=== The data ===

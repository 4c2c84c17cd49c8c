use thiserror::Error;

use crate::catalog::CatalogError;
use crate::index::IndexError;
use crate::projection::ProjectionError;
use crate::protocol::ErrorCode;

/// Errors surfaced by the inference pipeline.
///
/// The first three variants are caused by the client and are reported per
/// message; the session stays open. `BackendUnavailable` is normally absorbed by
/// the in-memory fallback and only escapes when no fallback exists.
#[derive(Debug, Clone, Error, PartialEq)]
pub enum InferenceError {
    #[error("invalid vector length: expected {expected} floats, got {actual}")]
    InvalidDimension { expected: usize, actual: usize },

    #[error("vector element {index} out of range [-{bound}, {bound}]: {value}")]
    OutOfRangeValue { index: usize, value: f32, bound: f32 },

    #[error("malformed payload: {0}")]
    MalformedPayload(String),

    #[error("search backend unavailable: {0}")]
    BackendUnavailable(String),

    #[error("internal failure: {0}")]
    Internal(String),
}

impl InferenceError {
    /// Wire code reported to the client for this error.
    pub fn code(&self) -> ErrorCode {
        if self.is_client_error() {
            ErrorCode::BadRequest
        } else {
            ErrorCode::Dependency
        }
    }

    /// True when the request itself was at fault.
    pub fn is_client_error(&self) -> bool {
        matches!(
            self,
            InferenceError::InvalidDimension { .. }
                | InferenceError::OutOfRangeValue { .. }
                | InferenceError::MalformedPayload(_)
        )
    }

    pub fn internal<E: std::fmt::Display>(err: E) -> Self {
        InferenceError::Internal(err.to_string())
    }
}

impl From<IndexError> for InferenceError {
    fn from(err: IndexError) -> Self {
        match err {
            IndexError::Unavailable(msg) | IndexError::MissingCollection(msg) => {
                InferenceError::BackendUnavailable(msg)
            }
            IndexError::Timeout(after) => {
                InferenceError::BackendUnavailable(format!("timed out after {after:?}"))
            }
            other => InferenceError::Internal(other.to_string()),
        }
    }
}

impl From<ProjectionError> for InferenceError {
    fn from(err: ProjectionError) -> Self {
        InferenceError::Internal(err.to_string())
    }
}

impl From<CatalogError> for InferenceError {
    fn from(err: CatalogError) -> Self {
        InferenceError::Internal(err.to_string())
    }
}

===

#### Task
Your answer must contain every line of the records, exactly.

#### Response to the exercise
repository 4c2c84c17cd49c8c
use thiserror::Error;

use crate::catalog::CatalogError;
use crate::index::IndexError;
use crate::projection::ProjectionError;
use crate::protocol::ErrorCode;

/// Errors surfaced by the inference pipeline.
///
/// The first three variants are caused by the client and are reported per
/// message; the session stays open. `BackendUnavailable` is normally absorbed by
/// the in-memory fallback and only escapes when no fallback exists.
#[derive(Debug, Clone, Error, PartialEq)]
pub enum InferenceError {
    #[error("invalid vector length: expected {expected} floats, got {actual}")]
    InvalidDimension { expected: usize, actual: usize },

    #[error("vector element {index} out of range [-{bound}, {bound}]: {value}")]
    OutOfRangeValue { index: usize, value: f32, bound: f32 },

    #[error("malformed payload: {0}")]
    MalformedPayload(String),

    #[error("search backend unavailable: {0}")]
    BackendUnavailable(String),

    #[error("internal failure: {0}")]
    Internal(String),
}

impl InferenceError {
    /// Wire code reported to the client for this error.
    pub fn code(&self) -> ErrorCode {
        if self.is_client_error() {
            ErrorCode::BadRequest
        } else {
            ErrorCode::Dependency
        }
    }

    /// True when the request itself was at fault.
    pub fn is_client_error(&self) -> bool {
        matches!(
            self,
            InferenceError::InvalidDimension { .. }
                | InferenceError::OutOfRangeValue { .. }
                | InferenceError::MalformedPayload(_)
        )
    }

    pub fn internal<E: std::fmt::Display>(err: E) -> Self {
        InferenceError::Internal(err.to_string())
    }
}

impl From<IndexError> for InferenceError {
    fn from(err: IndexError) -> Self {
        match err {
            IndexError::Unavailable(msg) | IndexError::MissingCollection(msg) => {
                InferenceError::BackendUnavailable(msg)
            }
            IndexError::Timeout(after) => {
                InferenceError::BackendUnavailable(format!("timed out after {after:?}"))
            }
            other => InferenceError::Internal(other.to_string()),
        }
    }
}

impl From<ProjectionError> for InferenceError {
    fn from(err: ProjectionError) -> Self {
        InferenceError::Internal(err.to_string())
    }
}

impl From<CatalogError> for InferenceError {
    fn from(err: CatalogError) -> Self {
        InferenceError::Internal(err.to_string())
    }
}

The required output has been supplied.